Although best known as co-creator and head writer of "Chappelle's Show" (Comedy Central 2003-06), Neal Brennan had a long career writing comedy for both TV and the movies. His career began in the mid-1990s, when he landed a staff-writing gig on the MTV game show "Singled Out" (1995-98). After a few years writing primarily for TV, in 1998 Brenan wrote the stoner comedy "Half Baked" with his longtime friend Dave Chappelle. Although the film received mostly negative reviews, it quickly earned a cult following and went on to become a moderate success at the box office. Brennan reteamed with Chappelle in 2003 for "Chappelle's Show," a sketch comedy show in the vein of "MADtv" (Fox 1995-2009) and "Saturday Night Live" (NBC 1975- ), but with a more pointed satirical edge. The show was a huge hit for the network, but Brennan and his longtime creative partner became estranged after Chappelle unexpectedly departed for Africa while filming the third season, leaving the show's future in doubt. Undeterred, Brennan turned his attention to stand-up comedy, and performed on some of the biggest stages in late night, including "Late Night With Jimmy Fallon" (NBC 2009-2014) and "Conan" (TBS 2010- ).
Born and raised just outside of Philadelphia, Brennan became interested in comedy at a very young age. He watched shows like "Late Night with David Letterman" (NBC 1982-1993), as well as the standup specials of Richard Pryor, and emulate their acts verbatim to friends and family. After high school, Brennan moved to New York City to attend film school. He dropped out after a year, however, and immediately set his sights on becoming a standup. He eventually landed a job as a doorman at a comedy club in the Greenwich Village neighborhood of New York City where he met a bright young comic named Dave Chappelle. The two became fast friends and before long Brennan was writing jokes for him. In the mid-'90s, Brennan moved to Los Angeles to pursue his comedy-writing career in earnest. He soon landed a job writing for MTV's "Singled Out," as well the Nickelodeon comedies "Keenan & Kel" (1996-2000) and "All That" (1994-2005). It was during this time that Brennan and Chappelle started writing a stoner comedy together called "Half Baked." Their script was made into a movie in 1998, and was universally panned by critics. Brennan and Chappelle did not speak to one another for an entire year after the film's failure. However, that would all change with "Chappelle's Show."
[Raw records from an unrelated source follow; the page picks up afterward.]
use std::collections::BTreeMap;
use std::time::Duration;

use anyhow::Result as AnyResult;
use async_trait::async_trait;
use serde::{Deserialize, Serialize};
use thiserror::Error;

use crate::declaration::Declaration;

pub mod orchestrator;
pub mod workers;

/// Ordinal seriousness of a single finding.
#[derive(Debug, Clone, Copy, PartialEq, Eq, PartialOrd, Ord, Hash, Serialize, Deserialize)]
#[serde(rename_all = "lowercase")]
pub enum Severity {
    Info,
    Low,
    Medium,
    High,
    Critical,
}

impl Severity {
    pub const ALL: [Severity; 5] = [
        Severity::Info,
        Severity::Low,
        Severity::Medium,
        Severity::High,
        Severity::Critical,
    ];
}

/// How sure the producing worker is about its own finding.
#[derive(Debug, Clone, Copy, PartialEq, Eq, PartialOrd, Ord, Serialize, Deserialize)]
#[serde(rename_all = "lowercase")]
pub enum Confidence {
    Low,
    Medium,
    High,
}

/// One structured compliance observation produced by one worker.
///
/// Findings are immutable once produced; the aggregator reads and groups
/// them but never rewrites them.
#[derive(Debug, Clone, Serialize, Deserialize)]
pub struct Finding {
    /// Short machine identifier (namespaced, e.g. `SANCTIONS_EXACT_MATCH`).
    pub code: String,
    pub title: String,
    pub description: String,
    pub severity: Severity,
    pub confidence: Confidence,
    /// Supporting evidence lines, in the order the worker observed them.
    #[serde(default)]
    pub evidence: Vec<String>,
    #[serde(default)]
    pub metadata: BTreeMap<String, serde_json::Value>,
    /// Identifier of the worker that produced this finding.
    #[serde(default)]
    pub worker: String,
}

impl Finding {
    pub fn validate(&self) -> Result<(), FindingValidationError> {
        if self.code.trim().is_empty() {
            return Err(FindingValidationError::EmptyCode);
        }
        if self.title.trim().is_empty() {
            return Err(FindingValidationError::EmptyTitle {
                code: self.code.clone(),
            });
        }
        Ok(())
    }
}

/// Validation errors for findings emitted by workers.
#[derive(Debug, Error, Clone, Serialize, Deserialize)]
#[serde(tag = "kind", rename_all = "snake_case")]
pub enum FindingValidationError {
    #[error("finding code must not be blank")]
    EmptyCode,
    #[error("finding `{code}` title must not be blank")]
    EmptyTitle { code: String },
}

/// Complete result of one analysis worker for one run.
///
/// Carries either findings or an error, never both: a worker that failed
/// contributes zero evidence to the aggregate.
#[derive(Debug, Clone, Serialize, Deserialize)]
pub struct WorkerOutcome {
    pub worker: String,
    #[serde(default)]
    pub findings: Vec<Finding>,
    pub elapsed_ms: u64,
    #[serde(default)]
    pub error: Option<String>,
}

impl WorkerOutcome {
    pub fn success(worker: impl Into<String>, findings: Vec<Finding>, elapsed: Duration) -> Self {
        Self {
            worker: worker.into(),
            findings,
            elapsed_ms: elapsed.as_millis() as u64,
            error: None,
        }
    }

    pub fn failure(worker: impl Into<String>, error: impl Into<String>, elapsed: Duration) -> Self {
        Self {
            worker: worker.into(),
            findings: Vec::new(),
            elapsed_ms: elapsed.as_millis() as u64,
            error: Some(error.into()),
        }
    }

    pub fn is_error(&self) -> bool {
        self.error.is_some()
    }
}

/// Overall verdict tiers, worst first in the aggregation priority ladder.
#[derive(Debug, Clone, Copy, PartialEq, Eq, Serialize, Deserialize)]
#[serde(rename_all = "lowercase")]
pub enum RiskTier {
    Clear,
    Low,
    Medium,
    High,
    Critical,
}

/// Counts of findings per severity across all successful outcomes.
#[derive(Debug, Clone, Copy, Default, PartialEq, Eq, Serialize, Deserialize)]
pub struct SeverityCounts {
    pub critical: usize,
    pub high: usize,
    pub medium: usize,
    pub low: usize,
    pub info: usize,
}

impl SeverityCounts {
    pub fn total(&self) -> usize {
        self.critical + self.high + self.medium + self.low + self.info
    }
}

/// Final aggregated verdict for one declaration. Built exactly once per
/// run from the complete set of worker outcomes; terminal and read-only.
#[derive(Debug, Clone, Serialize, Deserialize)]
pub struct ComplianceReport {
    pub declaration_id: String,
    pub timestamp: String,
    /// Outcomes in worker-dispatch order, not completion order.
    pub worker_outcomes: Vec<WorkerOutcome>,
    pub total_findings: usize,
    pub severity_counts: SeverityCounts,
    pub overall_risk: RiskTier,
    pub requires_manual_review: bool,
    /// Confidence in the verdict, 1.0 when nothing was found.
    pub confidence: f64,
    /// Sum of per-worker elapsed times (workload cost, not latency).
    pub processing_time_ms: u64,
    pub recommendations: Vec<String>,
}

/// Fatal errors for a whole compliance run. Failures inside a single
/// worker are never fatal; they surface on that worker's outcome instead.
#[derive(Debug, Error)]
pub enum ComplianceError {
    #[error("declaration is missing or empty; nothing to analyze")]
    MissingInput,
    #[error("aggregation incomplete: received {received} of {expected} worker outcomes")]
    AggregationIncomplete { expected: usize, received: usize },
}

/// One independent analysis check run against a declaration.
///
/// Implementations must be safe to call concurrently and must not share
/// run-scoped mutable state with other workers.
#[async_trait]
pub trait AnalysisWorker: Send + Sync {
    /// Stable identifier recorded on findings and outcomes.
    fn id(&self) -> &str;

    /// Fixed remediation line appended to report recommendations when this
    /// worker produced a critical or high finding.
    fn remediation_advice(&self) -> Option<&str> {
        None
    }

    /// Analyze one declaration, returning findings (possibly none) or an
    /// error. An error means the check was skipped, not that it passed.
    async fn analyze(&self, declaration: &Declaration) -> AnyResult<Vec<Finding>>;
}

#[cfg(test)]
mod tests {
    use super::*;

    #[test]
    fn severity_orders_from_info_to_critical() {
        assert!(Severity::Info < Severity::Low);
        assert!(Severity::Low < Severity::Medium);
        assert!(Severity::Medium < Severity::High);
        assert!(Severity::High < Severity::Critical);
    }

    #[test]
    fn severity_serializes_lowercase() {
        assert_eq!(
            serde_json::to_string(&Severity::Critical).unwrap(),
            "\"critical\""
        );
        let parsed: Severity = serde_json::from_str("\"info\"").unwrap();
        assert_eq!(parsed, Severity::Info);
    }

    #[test]
    fn finding_validation_rejects_blank_code() {
        let finding = Finding {
            code: "  ".into(),
            title: "t".into(),
            description: String::new(),
            severity: Severity::Low,
            confidence: Confidence::Medium,
            evidence: Vec::new(),
            metadata: BTreeMap::new(),
            worker: "w".into(),
        };
        assert!(matches!(
            finding.validate(),
            Err(FindingValidationError::EmptyCode)
        ));
    }

    #[test]
    fn failure_outcome_carries_no_findings() {
        let outcome = WorkerOutcome::failure("sanctions", "store down", Duration::from_millis(12));
        assert!(outcome.is_error());
        assert!(outcome.findings.is_empty());
        assert_eq!(outcome.elapsed_ms, 12);
    }

    #[test]
    fn severity_counts_total_sums_all_tiers() {
        let counts = SeverityCounts {
            critical: 1,
            high: 2,
            medium: 3,
            low: 4,
            info: 5,
        };
        assert_eq!(counts.total(), 15);
    }
}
The show debuted in January of 2003 on Comedy Central and was an immediate hit, spawning several notable sketches, including "Charlie Murphy's True Hollywood Stories" and "Wayne Brady's Show." By the end of the second season in 2004, "Chappelle's Show" was Comedy Central's highest-rated program, with the show's star signing a $50 million contract for two more seasons. But for reasons still unclear, Dave Chappelle abruptly walked off the set during filming of the third season and flew to Africa. Given no forewarning about his departure, Brennan felt betrayed and angry. It was the last time Brennan spoke to his former creative partner. Throughout the remainder of the decade, Brennan performed standup at clubs throughout Los Angeles, while lending his comedy writing talents to shows like "Funny or Die Presents" (HBO 2010). In addition to launching a comedy podcast in 2011, Brennan also served as a temporary host for "Attack of the Show!" (G4 2005-2013) in 2012.
Staff writer on "Singled Out"
Co-wrote "Half Baked"
Co-created "Chappelle's Show"
Wrote for "Funny or Die Presents"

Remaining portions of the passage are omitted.